Hibiki, Kanade, Eren, and Ako have managed to free Mephisto from the evil influence of Noise. Mephisto pays a visit to Ako with the intention of bringing her back to Major Land to live with her parents again. Ako, who misses her parents, agrees, but before they can leave, all the music suddenly disappears from Kanon Town. Upon arriving in Major Land where people are forced to play with no music coming out, Mephisto, Ako, and the other PreCure encounter Ako's childhood friend, Suzu, who claims that Aphrodite is allegedly responsible for stealing the world's music.
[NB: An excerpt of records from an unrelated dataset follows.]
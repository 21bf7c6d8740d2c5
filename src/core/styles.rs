//! Style roles for CLI output
//!
//! Output code asks for a role (`Header`, `Key`, ...) rather than a colour.
//! Colour is only applied when the caller passes `enabled`, so there is no
//! global colour switch to keep in sync.
//!
//! ```
//! use plugin_updater::core::styles::StyleRole;
//! assert_eq!(StyleRole::Header.paint("Versions", false), "Versions");
//! let painted = StyleRole::Header.paint("Versions", true);
//! assert!(painted.starts_with("\x1b[33m"));
//! assert!(painted.ends_with("\x1b[0m"));
//! ```

use clap::builder::styling::{AnsiColor, Color as ClapColor, Style};
use colored::Color;

#[derive(Copy, Clone, Debug, PartialEq, Eq)]
pub enum StyleRole {
    Header,
    Literal,
    Placeholder,
    Valid,
    Invalid,
    Error,
    Key,
    Value,
    Dim,
}

/// One palette entry: colour, SGR foreground code, clap colour, prettytable letter
struct Swatch {
    color: Color,
    sgr: u8,
    clap: AnsiColor,
    table: char,
}

const fn swatch(color: Color, sgr: u8, clap: AnsiColor, table: char) -> Swatch {
    Swatch {
        color,
        sgr,
        clap,
        table,
    }
}

impl StyleRole {
    fn swatch(self) -> Option<Swatch> {
        Some(match self {
            StyleRole::Header => swatch(Color::Yellow, 33, AnsiColor::Yellow, 'y'),
            StyleRole::Literal => swatch(Color::Cyan, 36, AnsiColor::Cyan, 'c'),
            StyleRole::Placeholder | StyleRole::Valid => {
                swatch(Color::Green, 32, AnsiColor::Green, 'g')
            }
            StyleRole::Invalid => swatch(Color::Red, 31, AnsiColor::Red, 'r'),
            StyleRole::Error => swatch(Color::BrightRed, 91, AnsiColor::BrightRed, 'R'),
            StyleRole::Key => swatch(Color::BrightGreen, 92, AnsiColor::BrightGreen, 'G'),
            StyleRole::Dim => swatch(Color::BrightBlack, 90, AnsiColor::BrightBlack, 'K'),
            StyleRole::Value => return None,
        })
    }

    pub fn color(self) -> Option<Color> {
        self.swatch().map(|s| s.color)
    }

    pub fn ansi_code(self) -> Option<String> {
        self.swatch().map(|s| s.sgr.to_string())
    }

    pub fn paint(self, text: &str, enabled: bool) -> String {
        match self.swatch() {
            Some(s) if enabled => format!("\x1b[{}m{}\x1b[0m", s.sgr, text),
            _ => text.to_string(),
        }
    }

    /// prettytable `style_spec` for this role (foreground only)
    pub fn to_prettytable_spec(self) -> Option<String> {
        self.swatch().map(|s| format!("F{}", s.table))
    }

    fn clap_style(self, bold: bool) -> Style {
        let style = Style::new().fg_color(self.swatch().map(|s| ClapColor::Ansi(s.clap)));
        if bold {
            style.bold()
        } else {
            style
        }
    }
}

/// Build clap Styles for help output from the style roles
pub fn palette_to_clap(enabled: bool) -> clap::builder::Styles {
    if !enabled {
        return clap::builder::Styles::plain();
    }
    clap::builder::Styles::styled()
        .header(StyleRole::Header.clap_style(true))
        .usage(StyleRole::Header.clap_style(true))
        .literal(StyleRole::Literal.clap_style(false))
        .placeholder(StyleRole::Placeholder.clap_style(false))
        .valid(StyleRole::Valid.clap_style(false))
        .invalid(StyleRole::Invalid.clap_style(false))
        .error(StyleRole::Error.clap_style(true))
}
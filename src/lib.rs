pub mod app;
pub mod core;
pub mod install;
pub mod rollback;
pub mod updater;
//! Fixtures shared by the update-checking and rollback tests

use crate::updater::descriptor::PluginDescriptor;
use crate::updater::error::FetchFailure;
use crate::updater::fetcher::{FetchAction, MetadataFetcher};
use crate::updater::payload::RawRemotePayload;
use crate::updater::session::{ClientCredentials, UpdateSession};
use async_trait::async_trait;
use serde_json::Value;
use std::path::PathBuf;
use std::sync::atomic::{AtomicUsize, Ordering};
use std::sync::Mutex;

pub(crate) fn descriptor(version: &str) -> PluginDescriptor {
    PluginDescriptor {
        name: "Acme Forms".to_string(),
        version: version.to_string(),
        update_uri: Some("https://updates.acme.test/api".to_string()),
        tested_up_to: Some("6.4".to_string()),
        requires_php: Some("7.4".to_string()),
        requires_wp: Some("6.0".to_string()),
        description: Some("Forms for everyone.".to_string()),
        author: Some("Acme".to_string()),
        author_uri: Some("https://acme.test".to_string()),
        plugin_uri: Some("https://acme.test/forms".to_string()),
        basename: "acme-forms/acme-forms.php".to_string(),
        slug: "acme-forms".to_string(),
        file: PathBuf::from("/srv/site/plugins/acme-forms/acme-forms.php"),
    }
}

pub(crate) fn session(version: &str) -> UpdateSession {
    UpdateSession::new(descriptor(version), ClientCredentials::default())
}

pub(crate) fn payload(value: Value) -> RawRemotePayload {
    RawRemotePayload::from_value(value).expect("payload fixtures are JSON objects")
}

/// Fetcher answering every action with the same canned response
pub(crate) struct FakeFetcher {
    response: Mutex<Result<RawRemotePayload, FetchFailure>>,
    calls: AtomicUsize,
    actions: Mutex<Vec<FetchAction>>,
}

impl FakeFetcher {
    pub(crate) fn answering(value: Value) -> Self {
        Self::with_response(Ok(payload(value)))
    }

    pub(crate) fn failing() -> Self {
        Self::with_response(Err(FetchFailure::Status {
            url: "https://updates.acme.test/api".to_string(),
            status: 503,
        }))
    }

    fn with_response(response: Result<RawRemotePayload, FetchFailure>) -> Self {
        Self {
            response: Mutex::new(response),
            calls: AtomicUsize::new(0),
            actions: Mutex::new(Vec::new()),
        }
    }

    pub(crate) fn respond_with(&self, value: Value) {
        *self.response.lock().unwrap() = Ok(payload(value));
    }

    pub(crate) fn calls(&self) -> usize {
        self.calls.load(Ordering::SeqCst)
    }

    pub(crate) fn actions(&self) -> Vec<FetchAction> {
        self.actions.lock().unwrap().clone()
    }
}

#[async_trait]
impl MetadataFetcher for FakeFetcher {
    async fn fetch(
        &self,
        _session: &UpdateSession,
        action: FetchAction,
    ) -> Result<RawRemotePayload, FetchFailure> {
        self.calls.fetch_add(1, Ordering::SeqCst);
        self.actions.lock().unwrap().push(action);
        self.response.lock().unwrap().clone()
    }
}
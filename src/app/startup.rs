//! Application startup
//!
//! Parse arguments, layer the configuration file underneath them, start
//! logging and hand over to the selected command.

use super::cli::args::Args;
use super::commands;
use crate::core::error_handling::log_error_with_context;
use crate::core::logging::{init_logging, verbosity_level};
use crate::core::styles::palette_to_clap;
use crate::core::version::long_version;
use clap::{CommandFactory, FromArgMatches};
use std::ffi::OsString;

/// Exit code for unusable arguments or configuration
pub const EXIT_USAGE: i32 = 2;

fn color_choice(color_setting: Option<bool>) -> clap::ColorChoice {
    match color_setting {
        Some(true) => clap::ColorChoice::Always,
        Some(false) => clap::ColorChoice::Never,
        None => clap::ColorChoice::Auto,
    }
}

/// Colour flags seen before full parsing, so help and errors are styled consistently
pub fn initial_color(argv: &[OsString]) -> Option<bool> {
    let mut color = None;
    for arg in argv.iter().skip(1) {
        match arg.to_str() {
            Some("--") => break,
            Some("--color") | Some("-g") => color = Some(true),
            Some("--no-color") | Some("-n") => color = Some(false),
            _ => {}
        }
    }
    color
}

/// Parse a full argument vector (program name first)
pub fn parse_args<I, T>(argv: I) -> Result<Args, clap::Error>
where
    I: IntoIterator<Item = T>,
    T: Into<OsString>,
{
    let argv: Vec<OsString> = argv.into_iter().map(Into::into).collect();
    let color = initial_color(&argv);
    let styled = color.unwrap_or_else(|| std::io::IsTerminal::is_terminal(&std::io::stdout()));

    let matches = Args::command()
        .long_version(long_version())
        .color(color_choice(color))
        .styles(palette_to_clap(styled))
        .try_get_matches_from(argv)?;
    Args::from_arg_matches(&matches)
}

/// Log level from `--log-level`, else from `-v`/`-q`
fn effective_log_level(args: &Args) -> String {
    match (&args.log_level, args.verbosity()) {
        (Some(level), 0) => level.clone(),
        (_, verbosity) => verbosity_level(verbosity).to_string(),
    }
}

/// `none` or `-` disables file logging
fn effective_log_file(args: &Args) -> Option<String> {
    args.log_file
        .as_ref()
        .map(|path| path.to_string_lossy().to_string())
        .filter(|file| !matches!(file.to_ascii_lowercase().as_str(), "none" | "-"))
}

/// Run the application; returns the process exit code
pub async fn startup() -> i32 {
    let mut args = match parse_args(std::env::args_os()) {
        Ok(args) => args,
        Err(e) => {
            let _ = e.print();
            return e.exit_code();
        }
    };

    // Logging is not up yet; configuration errors go straight to stderr
    if let Err(e) = args.load_config_file().await {
        eprintln!("Error: {}", e);
        return EXIT_USAGE;
    }

    let log_level = effective_log_level(&args);
    let log_file = effective_log_file(&args);
    if let Err(e) = init_logging(
        Some(&log_level),
        args.log_format.as_deref(),
        log_file.as_deref(),
        args.use_color(),
    ) {
        eprintln!("Error: could not start logging: {}", e);
        return EXIT_USAGE;
    }
    log::debug!("plugin-updater {}", long_version());

    if let Err(e) = args.validate() {
        log_error_with_context(&e, "Validating arguments");
        return EXIT_USAGE;
    }

    match commands::run(&args).await {
        Ok(code) => code,
        Err(e) => {
            log_error_with_context(&e, "Running command");
            1
        }
    }
}

#[cfg(test)]
mod tests {
    use super::*;

    fn argv(list: &[&str]) -> Vec<OsString> {
        list.iter().map(OsString::from).collect()
    }

    #[test]
    fn test_initial_color_last_flag_wins() {
        assert_eq!(initial_color(&argv(&["plugin-updater"])), None);
        assert_eq!(initial_color(&argv(&["plugin-updater", "--color"])), Some(true));
        assert_eq!(
            initial_color(&argv(&["plugin-updater", "--color", "check", "-n"])),
            Some(false)
        );
        assert_eq!(
            initial_color(&argv(&["plugin-updater", "--", "--color"])),
            None
        );
    }

    #[test]
    fn test_effective_log_level() {
        let mut args = Args::new();
        assert_eq!(effective_log_level(&args), "info");
        args.log_level = Some("warn".to_string());
        assert_eq!(effective_log_level(&args), "warn");
        args.verbose = 2;
        assert_eq!(effective_log_level(&args), "trace");
    }

    #[test]
    fn test_log_file_none_disables_file_logging() {
        let mut args = Args::new();
        assert_eq!(effective_log_file(&args), None);
        args.log_file = Some("none".into());
        assert_eq!(effective_log_file(&args), None);
        args.log_file = Some("-".into());
        assert_eq!(effective_log_file(&args), None);
        args.log_file = Some("/tmp/updater.log".into());
        assert_eq!(effective_log_file(&args).as_deref(), Some("/tmp/updater.log"));
    }

    #[test]
    fn test_parse_args_reports_usage_errors() {
        let err = parse_args(["plugin-updater", "rollback"]).unwrap_err();
        assert_eq!(err.kind(), clap::error::ErrorKind::MissingRequiredArgument);
    }
}
//! Public API for plugin installation

pub use crate::install::error::{HostError, HostResult, InstallError, InstallResult};
pub use crate::install::host::{JsonPluginHost, ACTIVE_PLUGINS_FILE};
pub use crate::install::local::{package_source, LocalInstaller};
pub use crate::install::pipeline::{
    backup_root_for, InstallPipeline, PipelineOutcome, Reactivation,
};
pub use crate::install::traits::{InstallPhases, InstallReport, PackageInstaller, PluginHost};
As Hibiki, Kanade and Eren escort Suzu to her home, Ako and Mephisto confront Aphrodite, who captures Ako and sends three servants called the Major Three after the others to try to obtain the Healing Chest. As they send a Negatone after the Cures, Suzu escapes with the Healing Chest. As the others struggle against the Major Three, Mephisto helps to free Ako by singing her favourite song, helping everyone realise music that comes from the heart and allowing the Cures to defeat the Major Three. Aphrodite reveals she is being possessed by an evil known as Howling, becoming willing to sacrifice herself so that Howling can be destroyed with her. Not willing to kill Aphrodite, Mephisto forces Howling to leave Aphrodite's body. As Howling overwhelms the PreCure, Suzu and the other citizens use their power to help them, restoring everyone to normal. Howling transforms into his true form and captures Kanade, but Hibiki's unwillingness to give up grants her the power to become Crescendo Cure Melody and together with the others manages to defeat Howling. Afterwards, Ako decides to stay in Kanon Town with the other PreCures.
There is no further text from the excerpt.